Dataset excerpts
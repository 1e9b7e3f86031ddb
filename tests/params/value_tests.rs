//! Integration tests for parameter value storage and validation

use approx::assert_relative_eq;
use bip_params::{ParamValue, ParamsError, Value};

use crate::test_helpers::{categorical_info, float_info, int_info};

#[test]
fn test_value_write_read_clear_cycle() {
    let mut pv = ParamValue::new(float_info("rate", 0.0, 1.0, 1), Value::Float(0.25)).unwrap();
    assert_eq!(pv.value(), Some(&Value::Float(0.25)));

    pv.set_value(Value::Float(0.75)).unwrap();
    assert_eq!(pv.value(), Some(&Value::Float(0.75)));

    let removed = pv.clear();
    assert_eq!(removed, Some(Value::Float(0.75)));
    assert!(pv.value().is_none());

    // A cleared parameter accepts a fresh conforming value
    pv.set_value(Value::Float(0.1)).unwrap();
    assert!(pv.is_set());
}

#[test]
fn test_every_validation_failure_has_its_own_kind() {
    let mut pv = ParamValue::new(float_info("w", 0.0, 1.0, 2), Value::FloatVec(vec![0.1, 0.2]))
        .unwrap();

    let err = pv.set_value(Value::IntVec(vec![1, 2])).unwrap_err();
    assert!(matches!(err, ParamsError::TypeMismatch { .. }));

    let err = pv.set_value(Value::FloatVec(vec![0.1])).unwrap_err();
    assert!(matches!(err, ParamsError::ShapeMismatch { .. }));

    let err = pv.set_value(Value::FloatVec(vec![0.1, 7.0])).unwrap_err();
    assert!(matches!(err, ParamsError::ConstraintViolation { .. }));

    // The original value survived all three failed writes
    assert_eq!(pv.value(), Some(&Value::FloatVec(vec![0.1, 0.2])));
}

#[test]
fn test_int_parameter_rejects_float_writes() {
    let mut pv = ParamValue::new(int_info("trials"), Value::Int(100)).unwrap();

    assert!(pv.set_value(Value::Float(100.0)).is_err());
    assert!(pv.set_value(Value::Int(200)).is_ok());
}

#[test]
fn test_flatten_float_and_int() {
    let pv = ParamValue::new(float_info("w", 0.0, 10.0, 3), Value::FloatVec(vec![1.5, 2.5, 3.5]))
        .unwrap();
    let arr = pv.to_array().unwrap();
    assert_eq!(arr.len(), 3);
    assert_relative_eq!(arr[0], 1.5);
    assert_relative_eq!(arr[2], 3.5);

    let pv = ParamValue::new(int_info("trials"), Value::Int(42)).unwrap();
    assert_relative_eq!(pv.to_array().unwrap()[0], 42.0);
}

#[test]
fn test_flatten_categorical_uses_label_index() {
    let info = categorical_info("kernel", &["rbf", "linear", "poly"]);
    let pv = ParamValue::new(info, Value::Categorical("poly".to_string())).unwrap();

    let arr = pv.to_array().unwrap();
    assert_relative_eq!(arr[0], 2.0);
}

#[test]
fn test_flatten_unset_value_fails() {
    let pv = ParamValue::unset(float_info("rate", 0.0, 1.0, 1));

    match pv.to_array() {
        Err(ParamsError::Flatten { name, .. }) => assert_eq!(name, "rate"),
        _ => panic!("Expected Flatten error"),
    }
}

#[test]
fn test_value_serde_preserves_kind() {
    // Integer-looking and fractional numbers must come back as the kinds
    // they were stored with.
    let pv = ParamValue::new(int_info("trials"), Value::Int(100)).unwrap();
    let json = serde_json::to_string(&pv).unwrap();
    let back: ParamValue = serde_json::from_str(&json).unwrap();
    assert_eq!(back.value(), Some(&Value::Int(100)));

    let pv = ParamValue::new(float_info("rate", 0.0, 1.0, 1), Value::Float(0.5)).unwrap();
    let json = serde_json::to_string(&pv).unwrap();
    let back: ParamValue = serde_json::from_str(&json).unwrap();
    assert_eq!(back.value(), Some(&Value::Float(0.5)));
}
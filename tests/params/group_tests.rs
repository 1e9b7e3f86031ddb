//! Integration tests for the ParamGroup collection
//!
//! These tests verify that the group behaves correctly in various scenarios.

use approx::assert_relative_eq;
use bip_params::{Constraints, ParamGroup, ParamInfo, ParamType, ParamsError, Shape, Value};

use crate::test_helpers::{categorical_info, float_info, int_info};

#[test]
fn test_group_basic_operations() {
    // Create an empty group
    let mut group = ParamGroup::new();
    assert_eq!(group.len(), 0);
    assert!(group.is_empty());

    // Add a parameter
    group
        .add_parameter(float_info("rate", 0.0, 1.0, 1), Value::Float(0.5))
        .unwrap();

    assert_eq!(group.len(), 1);
    assert!(!group.is_empty());
    assert!(group.contains("rate"));

    // Add another parameter
    group
        .add_parameter(int_info("trials"), Value::Int(100))
        .unwrap();

    assert_eq!(group.len(), 2);
    assert!(group.contains("trials"));

    // Get a parameter
    let entry = group.get("rate").unwrap();
    assert_eq!(entry.info().name(), "rate");
    assert_eq!(entry.value(), Some(&Value::Float(0.5)));

    // Get a parameter that doesn't exist
    assert!(group.get("nonexistent").is_none());

    // Update through a mutable reference
    let entry = group.get_mut("trials").unwrap();
    entry.set_value(Value::Int(250)).unwrap();
    assert_eq!(group.get("trials").unwrap().value(), Some(&Value::Int(250)));

    // Remove a parameter
    let removed = group.remove_parameter("rate").unwrap();
    assert_eq!(removed.info().name(), "rate");

    assert_eq!(group.len(), 1);
    assert!(!group.contains("rate"));
}

#[test]
fn test_incremental_build_and_prune() {
    // Empty group, then x: float in [0, 1] with value 0.5
    let mut group = ParamGroup::new();
    group
        .add_parameter(
            ParamInfo::new("x", ParamType::Float, Constraints::bounds(0.0, 1.0), 1usize),
            Value::Float(0.5),
        )
        .unwrap();
    assert_eq!(group.get_names(), vec!["x"]);

    // Then y: int with value 2
    group
        .add_parameter(
            ParamInfo::new("y", ParamType::Int, Constraints::new(), 1usize),
            Value::Int(2),
        )
        .unwrap();
    assert_eq!(group.get_names(), vec!["x", "y"]);

    // Remove x
    group.remove_parameter("x").unwrap();
    assert_eq!(group.get_names(), vec!["y"]);
}

#[test]
fn test_duplicate_add_keeps_first_entry() {
    let mut group = ParamGroup::new();
    group
        .add_parameter(float_info("rate", 0.0, 1.0, 1), Value::Float(0.5))
        .unwrap();

    let err = group
        .add_parameter(float_info("rate", 0.0, 100.0, 1), Value::Float(42.0))
        .unwrap_err();
    assert!(matches!(err, ParamsError::DuplicateName { .. }));

    // The first entry, bounds and all, is untouched
    let entry = group.get("rate").unwrap();
    assert_eq!(entry.value(), Some(&Value::Float(0.5)));
    assert_eq!(entry.info().constraints().max(), Some(1.0));
}

#[test]
fn test_batch_removal_equivalences() {
    let mut scalar_removed = ParamGroup::new();
    scalar_removed
        .add_parameter(float_info("a", 0.0, 1.0, 1), Value::Float(0.1))
        .unwrap();
    scalar_removed
        .add_parameter(int_info("b"), Value::Int(5))
        .unwrap();
    let mut batch_removed = scalar_removed.clone();

    // A one-element batch behaves exactly like the scalar removal
    scalar_removed.remove_parameter("a").unwrap();
    batch_removed.remove_parameters(["a"]).unwrap();
    assert_eq!(scalar_removed, batch_removed);

    // A failing batch removes nothing
    let err = batch_removed.remove_parameters(["b", "ghost"]).unwrap_err();
    assert!(matches!(err, ParamsError::NameNotFound { .. }));
    assert!(batch_removed.contains("b"));
}

#[test]
fn test_names_are_sorted_not_insertion_ordered() {
    let mut group = ParamGroup::new();
    for name in ["delta", "alpha", "charlie", "bravo"] {
        group
            .add_parameter(
                ParamInfo::scalar(name, ParamType::Float),
                Value::Float(1.0),
            )
            .unwrap();
    }

    assert_eq!(group.get_names(), vec!["alpha", "bravo", "charlie", "delta"]);
}

#[test]
fn test_element_names_expand_arrays() {
    let mut group = ParamGroup::new();
    group
        .add_parameter(float_info("scale", 0.0, 10.0, 1), Value::Float(2.0))
        .unwrap();
    group
        .add_parameter(
            ParamInfo::new("w", ParamType::Float, Constraints::new(), Shape::Dims(vec![2, 2])),
            Value::FloatVec(vec![1.0, 2.0, 3.0, 4.0]),
        )
        .unwrap();

    assert_eq!(
        group.element_names(),
        vec!["scale", "w[0]", "w[1]", "w[2]", "w[3]"]
    );
}

#[test]
fn test_group_flatten_for_optimizer() {
    // A mixed group like a model's hyperparameters: the flattened view is
    // what an optimizer or sampler consumes.
    let mut group = ParamGroup::new();
    group
        .add_parameter(
            categorical_info("kernel", &["rbf", "linear"]),
            Value::Categorical("linear".to_string()),
        )
        .unwrap();
    group
        .add_parameter(float_info("length_scale", 0.01, 100.0, 2), Value::FloatVec(vec![1.5, 2.0]))
        .unwrap();
    group
        .add_parameter(int_info("restarts"), Value::Int(8))
        .unwrap();

    let arr = group.to_array().unwrap();

    // Order: kernel, length_scale[0], length_scale[1], restarts
    assert_eq!(arr.len(), 4);
    assert_relative_eq!(arr[0], 1.0);
    assert_relative_eq!(arr[1], 1.5);
    assert_relative_eq!(arr[2], 2.0);
    assert_relative_eq!(arr[3], 8.0);
}

#[test]
fn test_json_file_round_trip() {
    let mut group = ParamGroup::new();
    group
        .add_parameter(float_info("rate", 0.0, 1.0, 1), Value::Float(0.5))
        .unwrap();
    group
        .add_parameter(
            categorical_info("kernel", &["rbf", "linear"]),
            Value::Categorical("rbf".to_string()),
        )
        .unwrap();

    let path = std::env::temp_dir().join("bip_params_group_roundtrip.json");
    group.save_json(&path).unwrap();

    let loaded = ParamGroup::load_json(&path).unwrap();
    std::fs::remove_file(&path).ok();

    assert_eq!(loaded, group);
    assert_eq!(loaded.get_names(), vec!["kernel", "rate"]);
}

#[test]
fn test_loading_rejects_tampered_values() {
    let mut group = ParamGroup::new();
    group
        .add_parameter(float_info("rate", 0.0, 1.0, 1), Value::Float(0.5))
        .unwrap();

    // Push the stored value outside its own bounds in the serialized form
    let json = group.to_json().unwrap().replace("0.5", "7.5");

    let result = ParamGroup::from_json(&json);
    assert!(matches!(
        result,
        Err(ParamsError::ConstraintViolation { .. })
    ));
}

#[test]
fn test_unset_parameters_block_flattening_only() {
    let mut group = ParamGroup::new();
    group
        .add_parameter(float_info("rate", 0.0, 1.0, 1), Value::Float(0.5))
        .unwrap();
    group
        .add_unset(ParamInfo::scalar("offset", ParamType::Float))
        .unwrap();

    // Listing and lookup work with an unset entry present
    assert_eq!(group.get_names(), vec!["offset", "rate"]);
    assert!(!group.get("offset").unwrap().is_set());

    // Flattening does not
    assert!(matches!(group.to_array(), Err(ParamsError::Flatten { .. })));

    // Assigning a value unblocks it
    group.set_value("offset", Value::Float(-3.0)).unwrap();
    assert_eq!(group.to_array().unwrap().to_vec(), vec![-3.0, 0.5]);
}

Instructions to follow: What lines in the entries contain "bravo"? Report each one by copying it.

Response for this exercise:
    for name in ["delta", "alpha", "charlie", "bravo"] {
    assert_eq!(group.get_names(), vec!["alpha", "bravo", "charlie", "delta"]);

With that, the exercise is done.